*PROVIDED DATA*
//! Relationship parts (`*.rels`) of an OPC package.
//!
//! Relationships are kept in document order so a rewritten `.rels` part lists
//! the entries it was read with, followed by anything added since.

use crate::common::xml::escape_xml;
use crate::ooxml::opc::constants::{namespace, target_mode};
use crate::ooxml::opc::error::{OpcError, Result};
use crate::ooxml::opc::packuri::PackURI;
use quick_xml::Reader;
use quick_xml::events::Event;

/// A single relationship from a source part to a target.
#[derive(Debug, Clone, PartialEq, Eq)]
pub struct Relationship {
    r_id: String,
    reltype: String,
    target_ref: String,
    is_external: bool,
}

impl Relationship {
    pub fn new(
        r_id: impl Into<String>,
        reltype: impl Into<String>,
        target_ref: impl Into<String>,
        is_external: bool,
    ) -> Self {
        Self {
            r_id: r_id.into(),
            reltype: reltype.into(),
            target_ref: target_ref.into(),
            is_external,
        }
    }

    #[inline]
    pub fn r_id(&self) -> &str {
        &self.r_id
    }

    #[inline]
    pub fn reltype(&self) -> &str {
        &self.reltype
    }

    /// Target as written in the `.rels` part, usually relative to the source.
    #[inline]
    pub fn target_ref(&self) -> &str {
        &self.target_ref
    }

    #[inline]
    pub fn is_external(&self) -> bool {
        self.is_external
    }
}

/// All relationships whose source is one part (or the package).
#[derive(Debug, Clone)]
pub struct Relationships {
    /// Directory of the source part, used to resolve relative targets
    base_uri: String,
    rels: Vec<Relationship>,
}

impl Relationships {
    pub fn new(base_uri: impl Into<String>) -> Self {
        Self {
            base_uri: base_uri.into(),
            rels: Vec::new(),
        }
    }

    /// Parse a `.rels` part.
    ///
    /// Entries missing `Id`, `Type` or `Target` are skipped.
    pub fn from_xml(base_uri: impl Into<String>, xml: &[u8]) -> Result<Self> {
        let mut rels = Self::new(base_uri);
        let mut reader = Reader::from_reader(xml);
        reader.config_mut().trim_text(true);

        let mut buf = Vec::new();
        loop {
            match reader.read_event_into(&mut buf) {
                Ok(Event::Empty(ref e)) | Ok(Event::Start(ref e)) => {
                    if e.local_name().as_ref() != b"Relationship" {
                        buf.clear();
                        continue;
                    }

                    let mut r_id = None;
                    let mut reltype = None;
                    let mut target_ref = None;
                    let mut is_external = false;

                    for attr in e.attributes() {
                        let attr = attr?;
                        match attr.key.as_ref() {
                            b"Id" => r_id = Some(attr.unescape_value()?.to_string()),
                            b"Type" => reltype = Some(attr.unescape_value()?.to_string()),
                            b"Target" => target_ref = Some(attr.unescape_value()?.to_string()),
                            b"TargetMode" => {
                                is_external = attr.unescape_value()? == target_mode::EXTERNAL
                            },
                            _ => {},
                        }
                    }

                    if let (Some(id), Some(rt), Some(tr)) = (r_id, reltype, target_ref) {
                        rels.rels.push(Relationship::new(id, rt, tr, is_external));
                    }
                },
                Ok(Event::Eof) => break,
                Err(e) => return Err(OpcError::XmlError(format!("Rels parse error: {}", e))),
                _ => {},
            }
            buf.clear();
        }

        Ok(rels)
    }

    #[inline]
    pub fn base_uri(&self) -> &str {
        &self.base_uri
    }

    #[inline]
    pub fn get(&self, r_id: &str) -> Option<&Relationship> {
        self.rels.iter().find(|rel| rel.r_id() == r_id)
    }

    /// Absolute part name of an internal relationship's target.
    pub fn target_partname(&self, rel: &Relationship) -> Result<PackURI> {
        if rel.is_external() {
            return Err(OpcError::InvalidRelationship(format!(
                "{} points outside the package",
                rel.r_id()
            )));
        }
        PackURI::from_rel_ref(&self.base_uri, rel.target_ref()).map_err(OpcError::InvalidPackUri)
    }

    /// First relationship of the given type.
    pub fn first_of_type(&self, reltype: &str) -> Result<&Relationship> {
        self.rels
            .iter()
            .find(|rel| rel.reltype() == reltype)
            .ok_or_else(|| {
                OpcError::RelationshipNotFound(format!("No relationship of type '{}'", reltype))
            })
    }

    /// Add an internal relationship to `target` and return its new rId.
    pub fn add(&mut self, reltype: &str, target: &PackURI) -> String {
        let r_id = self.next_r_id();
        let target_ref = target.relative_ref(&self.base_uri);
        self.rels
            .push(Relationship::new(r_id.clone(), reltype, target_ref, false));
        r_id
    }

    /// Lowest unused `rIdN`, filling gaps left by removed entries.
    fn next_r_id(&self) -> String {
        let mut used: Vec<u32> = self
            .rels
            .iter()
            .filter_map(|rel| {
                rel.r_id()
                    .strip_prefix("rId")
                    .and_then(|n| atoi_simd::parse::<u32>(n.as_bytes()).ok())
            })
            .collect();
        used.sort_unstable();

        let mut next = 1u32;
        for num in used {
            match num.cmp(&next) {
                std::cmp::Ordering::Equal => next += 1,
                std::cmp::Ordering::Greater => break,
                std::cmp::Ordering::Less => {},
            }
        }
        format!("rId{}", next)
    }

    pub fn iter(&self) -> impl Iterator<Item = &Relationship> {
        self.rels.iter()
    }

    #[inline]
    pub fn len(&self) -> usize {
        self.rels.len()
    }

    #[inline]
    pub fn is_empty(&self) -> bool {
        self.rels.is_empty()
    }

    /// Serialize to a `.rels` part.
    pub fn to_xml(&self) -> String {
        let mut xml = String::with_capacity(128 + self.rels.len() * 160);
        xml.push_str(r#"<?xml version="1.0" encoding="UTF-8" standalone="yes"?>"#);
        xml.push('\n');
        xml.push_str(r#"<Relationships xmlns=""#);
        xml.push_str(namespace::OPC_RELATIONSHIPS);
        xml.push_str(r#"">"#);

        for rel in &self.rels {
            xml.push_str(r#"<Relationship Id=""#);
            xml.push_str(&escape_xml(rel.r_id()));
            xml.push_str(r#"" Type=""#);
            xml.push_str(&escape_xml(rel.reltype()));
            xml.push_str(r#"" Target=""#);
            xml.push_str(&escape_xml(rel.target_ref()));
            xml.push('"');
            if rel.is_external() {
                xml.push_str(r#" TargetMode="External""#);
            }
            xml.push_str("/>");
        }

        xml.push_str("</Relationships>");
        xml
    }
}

--

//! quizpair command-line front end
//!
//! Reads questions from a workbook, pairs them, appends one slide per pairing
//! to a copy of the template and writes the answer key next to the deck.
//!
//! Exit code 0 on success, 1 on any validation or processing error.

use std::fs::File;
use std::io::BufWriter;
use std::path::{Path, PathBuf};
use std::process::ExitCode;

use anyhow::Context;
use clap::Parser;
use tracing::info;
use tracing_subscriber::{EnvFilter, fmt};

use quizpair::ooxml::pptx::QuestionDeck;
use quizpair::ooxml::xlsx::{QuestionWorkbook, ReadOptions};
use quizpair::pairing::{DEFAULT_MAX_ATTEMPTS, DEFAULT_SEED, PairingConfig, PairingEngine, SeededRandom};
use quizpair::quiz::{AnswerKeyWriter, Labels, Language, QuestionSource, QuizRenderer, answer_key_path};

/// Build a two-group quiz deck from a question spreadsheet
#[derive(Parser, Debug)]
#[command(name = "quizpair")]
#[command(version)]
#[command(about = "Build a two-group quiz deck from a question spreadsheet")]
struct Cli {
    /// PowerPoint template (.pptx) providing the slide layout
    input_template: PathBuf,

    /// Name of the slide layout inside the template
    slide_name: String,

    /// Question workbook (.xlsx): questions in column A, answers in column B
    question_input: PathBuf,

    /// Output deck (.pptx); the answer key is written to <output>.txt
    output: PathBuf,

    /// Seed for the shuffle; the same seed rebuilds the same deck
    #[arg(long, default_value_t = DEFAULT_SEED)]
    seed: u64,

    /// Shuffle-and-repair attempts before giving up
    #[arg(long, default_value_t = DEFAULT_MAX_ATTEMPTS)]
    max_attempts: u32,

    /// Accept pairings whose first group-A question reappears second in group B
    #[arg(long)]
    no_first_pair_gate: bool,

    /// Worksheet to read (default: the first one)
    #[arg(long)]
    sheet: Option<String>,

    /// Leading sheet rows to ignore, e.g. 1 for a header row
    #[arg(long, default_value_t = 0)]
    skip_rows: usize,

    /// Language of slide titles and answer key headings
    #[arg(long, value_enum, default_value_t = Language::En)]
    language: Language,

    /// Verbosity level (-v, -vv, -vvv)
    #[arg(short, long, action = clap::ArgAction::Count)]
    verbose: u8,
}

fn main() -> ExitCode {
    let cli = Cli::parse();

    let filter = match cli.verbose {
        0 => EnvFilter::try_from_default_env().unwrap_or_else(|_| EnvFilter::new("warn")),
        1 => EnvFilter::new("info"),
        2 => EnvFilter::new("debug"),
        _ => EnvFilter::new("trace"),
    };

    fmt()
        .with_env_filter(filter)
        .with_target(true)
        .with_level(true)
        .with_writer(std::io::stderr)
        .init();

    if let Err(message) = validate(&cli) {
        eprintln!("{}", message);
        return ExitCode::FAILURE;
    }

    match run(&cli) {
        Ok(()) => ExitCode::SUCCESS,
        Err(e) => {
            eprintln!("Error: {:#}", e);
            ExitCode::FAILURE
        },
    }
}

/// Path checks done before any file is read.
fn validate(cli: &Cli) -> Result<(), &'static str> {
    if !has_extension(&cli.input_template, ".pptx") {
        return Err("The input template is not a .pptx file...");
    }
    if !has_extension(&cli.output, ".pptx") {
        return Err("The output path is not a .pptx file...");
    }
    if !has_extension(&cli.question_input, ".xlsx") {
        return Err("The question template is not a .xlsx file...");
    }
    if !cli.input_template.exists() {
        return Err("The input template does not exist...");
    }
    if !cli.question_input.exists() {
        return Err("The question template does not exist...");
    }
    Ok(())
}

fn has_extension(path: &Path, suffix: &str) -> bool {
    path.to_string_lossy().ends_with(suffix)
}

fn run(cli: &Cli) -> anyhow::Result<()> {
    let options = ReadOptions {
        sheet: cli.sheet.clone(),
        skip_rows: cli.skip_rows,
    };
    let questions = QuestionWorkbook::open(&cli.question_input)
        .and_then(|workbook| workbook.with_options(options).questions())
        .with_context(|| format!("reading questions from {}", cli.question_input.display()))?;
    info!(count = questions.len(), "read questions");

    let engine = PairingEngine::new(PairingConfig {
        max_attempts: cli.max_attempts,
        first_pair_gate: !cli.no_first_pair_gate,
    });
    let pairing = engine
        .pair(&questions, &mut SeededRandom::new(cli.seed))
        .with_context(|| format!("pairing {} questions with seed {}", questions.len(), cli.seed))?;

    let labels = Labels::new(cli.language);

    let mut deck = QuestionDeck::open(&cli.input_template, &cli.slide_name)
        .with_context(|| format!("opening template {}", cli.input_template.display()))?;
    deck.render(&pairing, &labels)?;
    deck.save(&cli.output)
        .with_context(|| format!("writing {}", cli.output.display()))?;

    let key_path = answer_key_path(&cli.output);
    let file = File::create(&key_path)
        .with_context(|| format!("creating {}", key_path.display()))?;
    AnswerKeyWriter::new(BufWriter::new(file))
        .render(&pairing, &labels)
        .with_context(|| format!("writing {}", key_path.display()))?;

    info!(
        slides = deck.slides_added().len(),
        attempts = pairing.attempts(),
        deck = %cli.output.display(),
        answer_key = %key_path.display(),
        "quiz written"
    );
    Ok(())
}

*EXERCISE AIM*
Filter the data down to the lines that contain the string "SeededRandom", and copy them.

*SOLUTION FOR THIS PROBLEM*
use quizpair::pairing::{DEFAULT_MAX_ATTEMPTS, DEFAULT_SEED, PairingConfig, PairingEngine, SeededRandom};
        .pair(&questions, &mut SeededRandom::new(cli.seed))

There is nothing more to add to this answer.